* What you have to do: Lines with "served": copy each one from the listing below.

◆ ◆ ◆ ◆ ◆ ◆ ◆

//! Route parsing and the navigation pipeline.
//!
//! Every navigation goes through [`Router::navigate`]. Routes under a
//! protected prefix are handed to each registered [`Middleware`] before being
//! committed; the first redirect wins and the redirect target is navigated to
//! in turn.

use std::fmt;

use tracing::{debug, warn};

use crate::auth::LOGIN_PATH;

/// Maximum redirects followed for a single navigation before giving up and
/// landing on the login route.
pub const MAX_REDIRECTS: usize = 5;

/// Outcome of a middleware check
#[derive(Debug, Clone, PartialEq, Eq)]
pub enum Decision {
    Allow,
    Redirect(String),
}

/// A pre-navigation hook. Must not panic; failures become redirects.
pub trait Middleware {
    fn decide(&self, to: &Route, from: Option<&Route>) -> Decision;
}

#[derive(Debug, Clone, PartialEq, Eq)]
pub enum Route {
    Home,
    Recipes,
    Recipe(i64),
    Login,
    NotFound(String),
}

impl Route {
    /// Strip any query string, fragment or trailing slash.
    fn normalize(path: &str) -> &str {
        path.split(['?', '#'])
            .next()
            .unwrap_or_default()
            .trim_end_matches('/')
    }

    /// Parse a path, ignoring any query string, fragment or trailing slash.
    pub fn parse(path: &str) -> Self {
        let path = Self::normalize(path);

        let segments: Vec<&str> = path.split('/').filter(|s| !s.is_empty()).collect();
        match segments.as_slice() {
            [] => Route::Home,
            ["recipes"] => Route::Recipes,
            ["recipes", id] => match id.parse::<i64>() {
                Ok(id) => Route::Recipe(id),
                Err(_) => Route::NotFound(format!("/recipes/{}", id)),
            },
            ["login"] => Route::Login,
            _ => Route::NotFound(format!("/{}", segments.join("/"))),
        }
    }

    pub fn path(&self) -> String {
        match self {
            Route::Home => "/".to_string(),
            Route::Recipes => "/recipes".to_string(),
            Route::Recipe(id) => format!("/recipes/{}", id),
            Route::Login => LOGIN_PATH.to_string(),
            Route::NotFound(path) => path.clone(),
        }
    }
}

impl fmt::Display for Route {
    fn fmt(&self, f: &mut fmt::Formatter<'_>) -> fmt::Result {
        f.write_str(&self.path())
    }
}

/// Result of a navigation
#[derive(Debug, Clone, PartialEq, Eq)]
pub enum Navigation {
    Committed(Route),
    Redirected { from: Route, to: Route },
}

impl Navigation {
    /// The route the router ended up on
    pub fn route(&self) -> &Route {
        match self {
            Navigation::Committed(route) => route,
            Navigation::Redirected { to, .. } => to,
        }
    }
}

pub struct Router {
    protected: Vec<String>,
    middleware: Vec<Box<dyn Middleware>>,
    login_path: String,
    current: Option<Route>,
}

impl Router {
    pub fn new() -> Self {
        Self {
            protected: Vec::new(),
            middleware: Vec::new(),
            login_path: LOGIN_PATH.to_string(),
            current: None,
        }
    }

    /// Require middleware checks for `prefix` and everything below it.
    pub fn protect(mut self, prefix: &str) -> Self {
        let prefix = prefix.trim_end_matches('/');
        if !prefix.is_empty() {
            self.protected.push(prefix.to_string());
        }
        self
    }

    pub fn with_middleware(mut self, middleware: impl Middleware + 'static) -> Self {
        self.middleware.push(Box::new(middleware));
        self
    }

    /// Path served by the login page. Redirect chains that do not settle end here.
    pub fn login_path(mut self, path: &str) -> Self {
        let path = Route::normalize(path);
        self.login_path = if path.is_empty() {
            LOGIN_PATH.to_string()
        } else {
            path.to_string()
        };
        self
    }

    /// Parse a path, mapping the configured login path to [`Route::Login`].
    pub fn resolve(&self, path: &str) -> Route {
        let normalized = Route::normalize(path);
        if normalized == self.login_path {
            return Route::Login;
        }
        match Route::parse(normalized) {
            Route::Login => Route::NotFound(normalized.to_string()),
            route => route,
        }
    }

    /// Path of a route as served by this router
    pub fn path_of(&self, route: &Route) -> String {
        match route {
            Route::Login => self.login_path.clone(),
            other => other.path(),
        }
    }

    pub fn current(&self) -> Option<&Route> {
        self.current.as_ref()
    }

    pub fn is_protected(&self, route: &Route) -> bool {
        let path = self.path_of(route);
        self.protected.iter().any(|prefix| {
            path == *prefix
                || path
                    .strip_prefix(prefix.as_str())
                    .map(|rest| rest.starts_with('/'))
                    .unwrap_or(false)
        })
    }

    fn run_middleware(&self, to: &Route) -> Decision {
        let from = self.current.as_ref();
        for middleware in &self.middleware {
            if let Decision::Redirect(target) = middleware.decide(to, from) {
                return Decision::Redirect(target);
            }
        }
        Decision::Allow
    }

    pub fn navigate(&mut self, path: &str) -> Navigation {
        let requested = self.resolve(path);
        let mut target = requested.clone();
        let mut hops = 0;

        loop {
            if !self.is_protected(&target) {
                break;
            }
            match self.run_middleware(&target) {
                Decision::Allow => break,
                Decision::Redirect(next) => {
                    hops += 1;
                    if hops > MAX_REDIRECTS {
                        warn!(requested = %requested, "Redirect loop detected, falling back to login");
                        target = Route::Login;
                        break;
                    }
                    debug!(from = %target, to = %next, "Navigation redirected");
                    target = self.resolve(&next);
                }
            }
        }

        self.current = Some(target.clone());
        if target == requested {
            Navigation::Committed(target)
        } else {
            Navigation::Redirected {
                from: requested,
                to: target,
            }
        }
    }
}

impl Default for Router {
    fn default() -> Self {
        Self::new()
    }
}

#[cfg(test)]
mod tests {
    use super::*;
    use std::cell::Cell;
    use std::rc::Rc;

    struct Always(Decision);

    impl Middleware for Always {
        fn decide(&self, _to: &Route, _from: Option<&Route>) -> Decision {
            self.0.clone()
        }
    }

    struct Counting(Rc<Cell<usize>>);

    impl Middleware for Counting {
        fn decide(&self, _to: &Route, _from: Option<&Route>) -> Decision {
            self.0.set(self.0.get() + 1);
            Decision::Allow
        }
    }

    #[test]
    fn test_route_parse() {
        assert_eq!(Route::parse("/"), Route::Home);
        assert_eq!(Route::parse(""), Route::Home);
        assert_eq!(Route::parse("/recipes"), Route::Recipes);
        assert_eq!(Route::parse("/recipes/"), Route::Recipes);
        assert_eq!(Route::parse("/recipes?page=2"), Route::Recipes);
        assert_eq!(Route::parse("/recipes/42"), Route::Recipe(42));
        assert_eq!(Route::parse("/recipes/42#steps"), Route::Recipe(42));
        assert_eq!(Route::parse("/login"), Route::Login);
        assert_eq!(Route::parse("/recipes/abc"), Route::NotFound("/recipes/abc".to_string()));
        assert_eq!(Route::parse("/about/team"), Route::NotFound("/about/team".to_string()));
    }

    #[test]
    fn test_route_path_round_trip() {
        for route in [Route::Home, Route::Recipes, Route::Recipe(7), Route::Login] {
            assert_eq!(Route::parse(&route.path()), route);
        }
    }

    #[test]
    fn test_is_protected_prefix_matching() {
        let router = Router::new().protect("/recipes/");
        assert!(router.is_protected(&Route::Recipes));
        assert!(router.is_protected(&Route::Recipe(1)));
        assert!(!router.is_protected(&Route::Home));
        assert!(!router.is_protected(&Route::Login));
        assert!(!router.is_protected(&Route::NotFound("/recipesx".to_string())));
    }

    #[test]
    fn test_unprotected_route_skips_middleware() {
        let calls = Rc::new(Cell::new(0));
        let mut router = Router::new()
            .protect("/recipes")
            .with_middleware(Counting(calls.clone()));

        assert_eq!(router.navigate("/"), Navigation::Committed(Route::Home));
        assert_eq!(calls.get(), 0);

        assert_eq!(router.navigate("/recipes/3"), Navigation::Committed(Route::Recipe(3)));
        assert_eq!(calls.get(), 1);
        assert_eq!(router.current(), Some(&Route::Recipe(3)));
    }

    #[test]
    fn test_redirect_is_followed() {
        let mut router = Router::new()
            .protect("/recipes")
            .with_middleware(Always(Decision::Redirect("/login".to_string())));

        let nav = router.navigate("/recipes");
        assert_eq!(
            nav,
            Navigation::Redirected {
                from: Route::Recipes,
                to: Route::Login
            }
        );
        assert_eq!(nav.route(), &Route::Login);
        assert_eq!(router.current(), Some(&Route::Login));
    }

    #[test]
    fn test_first_redirect_wins() {
        let calls = Rc::new(Cell::new(0));
        let mut router = Router::new()
            .protect("/recipes")
            .with_middleware(Always(Decision::Redirect("/".to_string())))
            .with_middleware(Counting(calls.clone()));

        assert_eq!(router.navigate("/recipes").route(), &Route::Home);
        assert_eq!(calls.get(), 0);
    }

    #[test]
    fn test_custom_login_path() {
        let mut router = Router::new()
            .protect("/recipes")
            .login_path("/signin/")
            .with_middleware(Always(Decision::Redirect("/signin".to_string())));

        assert_eq!(router.resolve("/signin?next=/recipes"), Route::Login);
        assert_eq!(router.resolve("/login"), Route::NotFound("/login".to_string()));
        assert_eq!(router.path_of(&Route::Login), "/signin");
        assert_eq!(
            router.navigate("/recipes"),
            Navigation::Redirected {
                from: Route::Recipes,
                to: Route::Login
            }
        );
        assert_eq!(router.navigate("/signin"), Navigation::Committed(Route::Login));
    }

    #[test]
    fn test_redirect_loop_is_bounded() {
        let mut router = Router::new()
            .protect("/recipes")
            .with_middleware(Always(Decision::Redirect("/recipes".to_string())));

        assert_eq!(
            router.navigate("/recipes/1"),
            Navigation::Redirected {
                from: Route::Recipe(1),
                to: Route::Login
            }
        );
    }
}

◆ ◆ ◆ ◆ ◆ ◆ ◆

* Solution to the exercise:
    /// Path served by the login page. Redirect chains that do not settle end here.
    /// Path of a route as served by this router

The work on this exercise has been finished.